──────── Given records

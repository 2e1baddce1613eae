//! Geographic math primitives.
//!
//! Provides the great-circle distance, bearing, and interpolation helpers the
//! rest of the engine builds on. Coordinates are WGS84 decimal degrees.
//!
//! Distance uses the Haversine formula; it is symmetric, zero for identical
//! points (within floating tolerance), and respects the triangle inequality.
//! Segment distance uses a local flat-earth projection, which is accurate at
//! the sub-kilometre scales route-deviation detection cares about.

use serde::{Deserialize, Serialize};
use thiserror::Error;

/// Mean Earth radius in kilometres.
pub const EARTH_RADIUS_KM: f64 = 6371.0;

/// Kilometres per degree of latitude.
const KM_PER_DEG_LAT: f64 = 110.574;

/// Kilometres per degree of longitude at the equator.
const KM_PER_DEG_LON: f64 = 111.320;

/// Errors from coordinate validation.
#[derive(Debug, Error, PartialEq)]
pub enum GeoError {
    /// Latitude outside [-90, 90] or not finite.
    #[error("invalid latitude: {0}")]
    InvalidLatitude(f64),

    /// Longitude outside [-180, 180] or not finite.
    #[error("invalid longitude: {0}")]
    InvalidLongitude(f64),
}

/// A WGS84 coordinate in decimal degrees.
#[derive(Debug, Clone, Copy, PartialEq, Serialize, Deserialize)]
pub struct Coordinate {
    pub latitude: f64,
    pub longitude: f64,
}

impl Coordinate {
    /// Create a validated coordinate.
    pub fn new(latitude: f64, longitude: f64) -> Result<Self, GeoError> {
        let coord = Self {
            latitude,
            longitude,
        };
        coord.validate()?;
        Ok(coord)
    }

    /// Validate latitude and longitude ranges, rejecting NaN/infinite values.
    pub fn validate(&self) -> Result<(), GeoError> {
        if !self.latitude.is_finite() || !(-90.0..=90.0).contains(&self.latitude) {
            return Err(GeoError::InvalidLatitude(self.latitude));
        }
        if !self.longitude.is_finite() || !(-180.0..=180.0).contains(&self.longitude) {
            return Err(GeoError::InvalidLongitude(self.longitude));
        }
        Ok(())
    }
}

impl std::fmt::Display for Coordinate {
    fn fmt(&self, f: &mut std::fmt::Formatter<'_>) -> std::fmt::Result {
        write!(f, "({:.5}, {:.5})", self.latitude, self.longitude)
    }
}

/// Great-circle distance between two coordinates in kilometres (Haversine).
pub fn distance_km(a: Coordinate, b: Coordinate) -> f64 {
    let lat1 = a.latitude.to_radians();
    let lat2 = b.latitude.to_radians();
    let dlat = (b.latitude - a.latitude).to_radians();
    let dlon = (b.longitude - a.longitude).to_radians();

    let h = (dlat / 2.0).sin().powi(2) + lat1.cos() * lat2.cos() * (dlon / 2.0).sin().powi(2);
    2.0 * EARTH_RADIUS_KM * h.sqrt().asin()
}

/// Initial great-circle bearing from `a` to `b`, in degrees in [0, 360).
///
/// 0 = north, 90 = east.
pub fn bearing_degrees(a: Coordinate, b: Coordinate) -> f64 {
    let lat1 = a.latitude.to_radians();
    let lat2 = b.latitude.to_radians();
    let dlon = (b.longitude - a.longitude).to_radians();

    let y = dlon.sin() * lat2.cos();
    let x = lat1.cos() * lat2.sin() - lat1.sin() * lat2.cos() * dlon.cos();
    let bearing = y.atan2(x).to_degrees();

    bearing.rem_euclid(360.0)
}

/// Linear interpolation between two coordinates.
///
/// `fraction` is clamped to [0, 1]. Consistent with the straight-line
/// approximation used by the route estimator's segment fallback.
pub fn interpolate(a: Coordinate, b: Coordinate, fraction: f64) -> Coordinate {
    let f = fraction.clamp(0.0, 1.0);
    Coordinate {
        latitude: a.latitude + (b.latitude - a.latitude) * f,
        longitude: a.longitude + (b.longitude - a.longitude) * f,
    }
}

/// Perpendicular distance in kilometres from `p` to the segment `a`–`b`.
///
/// Projects into a local flat plane centred on `a`, then measures the
/// distance to the closest point on the segment (endpoints included).
pub fn point_to_segment_km(p: Coordinate, a: Coordinate, b: Coordinate) -> f64 {
    let lat_scale = KM_PER_DEG_LAT;
    let lon_scale = KM_PER_DEG_LON * a.latitude.to_radians().cos();

    let px = (p.longitude - a.longitude) * lon_scale;
    let py = (p.latitude - a.latitude) * lat_scale;
    let bx = (b.longitude - a.longitude) * lon_scale;
    let by = (b.latitude - a.latitude) * lat_scale;

    let seg_len_sq = bx * bx + by * by;
    if seg_len_sq == 0.0 {
        return (px * px + py * py).sqrt();
    }

    let t = ((px * bx + py * by) / seg_len_sq).clamp(0.0, 1.0);
    let dx = px - t * bx;
    let dy = py - t * by;
    (dx * dx + dy * dy).sqrt()
}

────────────────

- **Exercise description**
Extract every line above that contains the word "between".

- **Exercise solution**
/// Great-circle distance between two coordinates in kilometres (Haversine).
/// Linear interpolation between two coordinates.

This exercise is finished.